Indeed, the whole Revolution was self-assembled. Although politicians
and, especially, trades and professional unions, all played a part,
the momentum and organisation –and the extraordinary energy of it all
– came from the mainly young and often female protestors. Who would
ever have imagined a sit-in lasting some six months, which ended only
because security forces – who have still to be named – decided to
massacre scores of youngsters in their sleep on 3 June?

Some try to blur memories of such assaults by claiming they were
committed by rogue soldiers. Yet on 5 March, the United States-based
organisation Physicians for Human Rights published a report that
includes details of the planning of a blood-bath that survivors, and
the medics who treated them, will certainly never forget.

“Peaceful!”

The brutality of the security forces contrasted starkly with the
non-violence of the protestors. Where did this tenacious adhesion to
“silmiya” (peaceful) come from? There was no tradition of Gandhian
pacifist resistance in Sudan. Moreover, for nigh on 30 years, the
NIF-NCP had subjected individuals and whole communities alike to
killing, torture, rape and other violent abuse. In Darfur, the
International Criminal Court and the US government had declared this
to constitute genocide, while government attacks on civilians in the
Nuba Mountains were genocide in everything but international name.
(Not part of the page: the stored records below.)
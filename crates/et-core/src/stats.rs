//! Count and duration statistics over buckets and record categories.
//!
//! Skip records contribute to `skipped_count` only. Their duration is zero by
//! convention rather than measured, so they stay out of the totals, the
//! average and the min/max.

use std::collections::BTreeMap;

use serde::{Serialize, Serializer};

use crate::record::{EventRecord, Outcome, RecordKind, round_secs};

fn rounded<S: Serializer>(secs: &f64, serializer: S) -> Result<S::Ok, S::Error> {
    serializer.serialize_f64(round_secs(*secs))
}

/// Aggregate over a list of records.
#[derive(Debug, Clone, Copy, Default, PartialEq, Serialize)]
pub struct BucketStats {
    /// Successful records.
    pub count: usize,
    pub failed_count: usize,
    pub skipped_count: usize,
    #[serde(serialize_with = "rounded")]
    pub total_time: f64,
    /// `total_time / (count + failed_count)`, 0 when both are zero.
    #[serde(serialize_with = "rounded")]
    pub avg_time: f64,
    #[serde(serialize_with = "rounded")]
    pub min_time: f64,
    #[serde(serialize_with = "rounded")]
    pub max_time: f64,
}

impl BucketStats {
    pub fn from_records<'a>(records: impl IntoIterator<Item = &'a EventRecord>) -> Self {
        let mut stats = Self::default();
        let mut min: Option<f64> = None;
        let mut max: Option<f64> = None;

        for record in records {
            match record.outcome {
                Outcome::Skipped => {
                    stats.skipped_count += 1;
                    continue;
                }
                Outcome::Failed => stats.failed_count += 1,
                Outcome::Succeeded => stats.count += 1,
            }
            let secs = record.duration_secs();
            stats.total_time += secs;
            min = Some(min.map_or(secs, |m| m.min(secs)));
            max = Some(max.map_or(secs, |m| m.max(secs)));
        }

        stats.avg_time = average(stats.total_time, stats.count + stats.failed_count);
        stats.min_time = min.unwrap_or(0.0);
        stats.max_time = max.unwrap_or(0.0);
        stats
    }

    /// Number of records of any outcome.
    pub const fn total(&self) -> usize {
        self.count + self.failed_count + self.skipped_count
    }

    pub const fn is_empty(&self) -> bool {
        self.total() == 0
    }
}

#[allow(clippy::cast_precision_loss)]
fn average(total: f64, n: usize) -> f64 {
    if n == 0 { 0.0 } else { total / n as f64 }
}

/// Roll-up across several categories.
#[derive(Debug, Clone, Copy, Default, PartialEq, Serialize)]
pub struct RollUp {
    pub total: usize,
    pub success_count: usize,
    pub failed_count: usize,
    pub skipped_count: usize,
    #[serde(serialize_with = "rounded")]
    pub total_time: f64,
    /// `total_time / total`, 0 when empty.
    #[serde(serialize_with = "rounded")]
    pub avg_time: f64,
}

impl RollUp {
    pub fn combine<'a>(parts: impl IntoIterator<Item = &'a BucketStats>) -> Self {
        let mut rollup = parts.into_iter().fold(Self::default(), |mut acc, s| {
            acc.total += s.total();
            acc.success_count += s.count;
            acc.failed_count += s.failed_count;
            acc.skipped_count += s.skipped_count;
            acc.total_time += s.total_time;
            acc
        });
        rollup.avg_time = average(rollup.total_time, rollup.total);
        rollup
    }
}

/// The statistics artifact: per-category stats plus roll-ups.
#[derive(Debug, Clone, Default, PartialEq, Serialize)]
pub struct Summary {
    /// Categories with at least one record.
    #[serde(flatten)]
    pub categories: BTreeMap<RecordKind, BucketStats>,
    #[serde(rename = "tool_enhancement_summary")]
    pub tools: RollUp,
    #[serde(rename = "knowledge_enhancement_summary")]
    pub knowledge: RollUp,
    pub total: RollUp,
}

impl Summary {
    pub fn from_records(records: &[EventRecord]) -> Self {
        let per_kind: BTreeMap<RecordKind, BucketStats> = RecordKind::ALL
            .into_iter()
            .map(|kind| {
                let stats = BucketStats::from_records(records.iter().filter(|r| r.kind == kind));
                (kind, stats)
            })
            .collect();

        let select = |pred: fn(&RecordKind) -> bool| {
            RollUp::combine(per_kind.iter().filter(|(k, _)| pred(k)).map(|(_, s)| s))
        };
        let tools = select(RecordKind::is_tool);
        let knowledge = select(RecordKind::is_knowledge);
        let total = RollUp::combine(per_kind.values());

        let categories = per_kind.into_iter().filter(|(_, s)| !s.is_empty()).collect();

        Self {
            categories,
            tools,
            knowledge,
            total,
        }
    }

    pub fn category(&self, kind: RecordKind) -> BucketStats {
        self.categories.get(&kind).copied().unwrap_or_default()
    }
}
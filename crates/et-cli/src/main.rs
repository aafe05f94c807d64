use std::io::{self, Write};

use anyhow::{Context, Result};
use clap::Parser;
use tracing_subscriber::EnvFilter;

use et_cli::commands::{extract, summary};
use et_cli::{Cli, Commands, Config};

fn main() -> Result<()> {
    let cli = Cli::parse();

    // Initialize tracing with verbose flag support
    let filter = if cli.verbose {
        EnvFilter::new("debug")
    } else {
        EnvFilter::from_default_env()
    };
    // Use try_init to avoid panic if tracing is already initialized (e.g., in tests)
    let _ = tracing_subscriber::fmt()
        .with_env_filter(filter)
        .with_writer(io::stderr)
        .try_init();

    let config =
        Config::load_from(cli.config.as_deref()).context("failed to load configuration")?;
    tracing::debug!(?config, "loaded configuration");

    let mut stdout = io::stdout().lock();
    match &cli.command {
        Some(Commands::Extract { log, output_dir }) => {
            extract::run(&mut stdout, log, output_dir.as_deref(), &config)?;
        }
        Some(Commands::Summary { log, json }) => {
            summary::run(&mut stdout, log, *json)?;
        }
        None => {
            // No subcommand, show help
            use clap::CommandFactory;
            writeln!(stdout, "{}", Cli::command().render_help())?;
        }
    }

    Ok(())
}
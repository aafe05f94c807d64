//! Implementation of the `et extract` command.
//!
//! Runs the extraction over one log, prints the overview, statistics table and
//! a record preview, then writes the statistics artifact plus one detail
//! artifact per bucket.

use std::fs;
use std::io::Write;
use std::path::{Path, PathBuf};

use anyhow::{Context, Result};
use serde::Serialize;

use et_core::{BucketName, Report, extract_file};

use super::render::{format_overview, format_preview, format_statistics_table};
use crate::Config;

/// Path of the statistics artifact for a log stem.
pub fn statistics_path(dir: &Path, stem: &str) -> PathBuf {
    dir.join(format!("{stem}_enhancement_statistics.json"))
}

/// Path of one bucket's detail artifact for a log stem.
pub fn artifact_path(dir: &Path, stem: &str, bucket: BucketName) -> PathBuf {
    dir.join(format!("{stem}_enhancement_times_{bucket}.json"))
}

/// Run the extract command.
///
/// Returns the artifact paths written, statistics first.
pub fn run<W: Write>(
    writer: &mut W,
    log: &Path,
    output_dir: Option<&Path>,
    config: &Config,
) -> Result<Vec<PathBuf>> {
    let extraction = extract_file(log).context("extraction failed")?;
    let report = Report::build(extraction);

    writeln!(writer, "{}", format_overview(&report))?;
    writeln!(writer, "{}", format_statistics_table(&report.summary))?;
    writeln!(
        writer,
        "{}",
        format_preview(&report.extraction.records, config.preview_count)
    )?;

    let dir = resolve_output_dir(log, output_dir, config);
    fs::create_dir_all(&dir)
        .with_context(|| format!("failed to create output directory: {}", dir.display()))?;

    let stem = log
        .file_stem()
        .map_or_else(|| "log".to_string(), |s| s.to_string_lossy().into_owned());

    let mut written = Vec::with_capacity(BucketName::ALL.len() + 1);

    let path = statistics_path(&dir, &stem);
    write_json(&path, &report.summary)?;
    written.push(path);

    for (bucket, artifact) in report.artifacts() {
        let path = artifact_path(&dir, &stem, bucket);
        write_json(&path, &artifact)?;
        written.push(path);
    }

    writeln!(writer, "Wrote {} files:", written.len())?;
    for path in &written {
        writeln!(writer, "  {}", path.display())?;
    }

    tracing::info!(files = written.len(), dir = %dir.display(), "artifacts written");
    Ok(written)
}

/// Explicit argument, then config, then the log's own directory.
fn resolve_output_dir(log: &Path, output_dir: Option<&Path>, config: &Config) -> PathBuf {
    if let Some(dir) = output_dir.or(config.output_dir.as_deref()) {
        return dir.to_path_buf();
    }
    match log.parent() {
        Some(parent) if !parent.as_os_str().is_empty() => parent.to_path_buf(),
        _ => PathBuf::from("."),
    }
}

fn write_json<T: Serialize>(path: &Path, value: &T) -> Result<()> {
    let json = serde_json::to_string_pretty(value).context("failed to serialize artifact")?;
    fs::write(path, json).with_context(|| format!("failed to write {}", path.display()))
}

#[cfg(test)]
mod tests {
    use super::*;
    use tempfile::TempDir;

    const TOOL: &str = "11111111-2222-3333-4444-555555555555";
    const LLM: &str = "aaaaaaaa-bbbb-cccc-dddd-eeeeeeeeeeee";
    const KNOWLEDGE: &str = "99999999-8888-7777-6666-555555555555";

    fn write_log(dir: &Path) -> PathBuf {
        let lines = [
            format!("2025-01-01 10:00:00.000000 tool_enhancement_node [{TOOL}] started"),
            format!("2025-01-01 10:00:01.500000 Tool calls in [{TOOL}] finished"),
            format!("2025-01-01 10:00:01.500000 LLM call with tool messages [{LLM}] started"),
            format!("2025-01-01 10:00:04.000000 LLM call with tool messages [{LLM}] ended"),
            format!("2025-01-01 10:00:05.000000 knowledge_enhancement_method2_node [{KNOWLEDGE}] started"),
            format!("2025-01-01 10:00:06.000000 knowledge_enhancement_method2_node [{KNOWLEDGE}] ended"),
            format!("2025-01-01 10:00:06.000000 Discarding method2 [{KNOWLEDGE}] result due to low score"),
        ];
        let path = dir.join("agent_run.log");
        fs::write(&path, lines.join("\n")).unwrap();
        path
    }

    fn read_json(path: &Path) -> serde_json::Value {
        serde_json::from_str(&fs::read_to_string(path).unwrap()).unwrap()
    }

    #[test]
    fn writes_statistics_and_every_bucket() {
        let temp = TempDir::new().unwrap();
        let log = write_log(temp.path());
        let out_dir = temp.path().join("out");
        let mut output = Vec::new();

        let written = run(&mut output, &log, Some(&out_dir), &Config::default()).unwrap();

        assert_eq!(written.len(), 12);
        assert_eq!(written[0], statistics_path(&out_dir, "agent_run"));
        assert!(written.iter().all(|p| p.exists()));

        let stats = read_json(&statistics_path(&out_dir, "agent_run"));
        assert_eq!(stats["tool_enhancement_complete"]["total_time"], 4.0);
        assert_eq!(stats["knowledge_enhancement_method2"]["failed_count"], 1);
        assert_eq!(stats["total"]["total"], 4);

        let complete = read_json(&artifact_path(&out_dir, "agent_run", BucketName::ToolComplete));
        assert_eq!(complete["composite"]["avg_tool_time"], 1.5);
        assert_eq!(complete["composite"]["avg_llm_time"], 2.5);
        assert_eq!(complete["records"][0]["llm_id"], LLM);

        let discarded =
            read_json(&artifact_path(&out_dir, "agent_run", BucketName::Method2Discarded));
        assert_eq!(discarded["records"][0]["node_id"], KNOWLEDGE);
        assert_eq!(discarded["records"][0]["has_error"], true);

        let text = String::from_utf8(output).unwrap();
        assert!(text.contains("Extracted 4 records"));
        assert!(text.contains("Wrote 12 files:"));
    }

    #[test]
    fn defaults_to_log_directory() {
        let temp = TempDir::new().unwrap();
        let log = write_log(temp.path());
        let mut output = Vec::new();

        run(&mut output, &log, None, &Config::default()).unwrap();

        assert!(statistics_path(temp.path(), "agent_run").exists());
        assert!(artifact_path(temp.path(), "agent_run", BucketName::AllSuccess).exists());
    }

    #[test]
    fn config_output_dir_used_without_argument() {
        let temp = TempDir::new().unwrap();
        let log = write_log(temp.path());
        let configured = temp.path().join("configured");
        let config = Config {
            output_dir: Some(configured.clone()),
            ..Config::default()
        };
        let mut output = Vec::new();

        run(&mut output, &log, None, &config).unwrap();

        assert!(statistics_path(&configured, "agent_run").exists());
    }

    #[test]
    fn missing_log_is_an_error() {
        let temp = TempDir::new().unwrap();
        let mut output = Vec::new();

        let err = run(
            &mut output,
            &temp.path().join("missing.log"),
            None,
            &Config::default(),
        )
        .unwrap_err();

        assert!(format!("{err:#}").contains("failed to read log file"));
        assert!(fs::read_dir(temp.path()).unwrap().next().is_none());
    }

    #[test]
    fn artifact_names_follow_bucket_names() {
        let dir = Path::new("/tmp/out");
        assert_eq!(
            artifact_path(dir, "run", BucketName::Method2Discarded),
            dir.join("run_enhancement_times_method2_discarded.json")
        );
        assert_eq!(
            statistics_path(dir, "run"),
            dir.join("run_enhancement_statistics.json")
        );
    }
}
The
people of South Sudan had been through the same nightmare until they
won independence in 2011.

It is hard to imagine such vast protests unfolding without serious
violence in Britain or anywhere else in the world. In fact, it is hard
to imagine such a coherent and cohesive revolution in any other
country (although many regimes in Africa and the Arab world have been
shaking in their shoes).

A decade earlier, demonstrations for democracy had ousted
dictatorships in both Mali and Burkina Faso. Both of these
neighbouring Sahel countries are now suffering violent conflict
generated almost entirely by jihadist militia. Both countries
previously had no such Islamist tradition. Their citizens mostly
practised a highly tolerant and peaceful form of Islam, often
Sufi-inspired. The war stems in part from Da’esh fighters fleeing
Syria and Iraq but also from militias once active in Sudan, including
in Darfur, migrating westwards and causing havoc in states from
Cameroon to Nigeria via Niger and the Central African Republic. Some
of these fighters are Sudanese, many not, but thousands received
training, and political and financial backing, from the NIF-NCP, the
money often originating in Islamist networks in the Gulf and
elsewhere.

This points to the fact that the Keizan have not gone away. The
ideology persists and so do its few but dedicated followers, even if
they have taken a huge defeat in Sudan. When people express alarm at
the idea of Sudan fragmenting, this is one of the danger zones,
perhaps THE most dangerous. The NIF-NCP was long-practised in dividing
citizens along ethnic, religious, political or regional lines. That is
an easy strategy amid the pressures of historical political and
economic disadvantage and prejudice. The victims are hundreds of
thousands of innocent civilians. The conflict in South Sudan since
2013 may serve as a warning of how politicians can exploit poverty and
ethnic rivalries to create a situation that is hard to escape from.

The need for politics

Large numbers of Sudan’s protestors, who mainly grew up under the
regime headed by Omer Hassan Ahmed el Beshir, have been outspoken not
only in in their criticism of politicians (nothing new in that!) but
also in their rejection of conventional politics as a whole. Their
aversion to professional politics is understandable after 30 years of
a totalitarianism that might not have happened were it nor for the
ineffectual conniving by many politicians which preceded 1989’s NIF
coup d’état.

The wonderful qualities of the Thawra – solidarity, energy,
non-violence, inclusiveness, equality, tolerance, democracy – are all
desperately needed in the “New Sudan”. Furthermore, they are all
needed for the act of building a state of “Freedom, Peace, Justice” as
the revolutionaries demanded. Nevertheless, they are necessary but not
sufficient. A state needs structures; a government needs structures;
politics itself needs structures. Until humans come up with a better
solution for democracy, that means political parties.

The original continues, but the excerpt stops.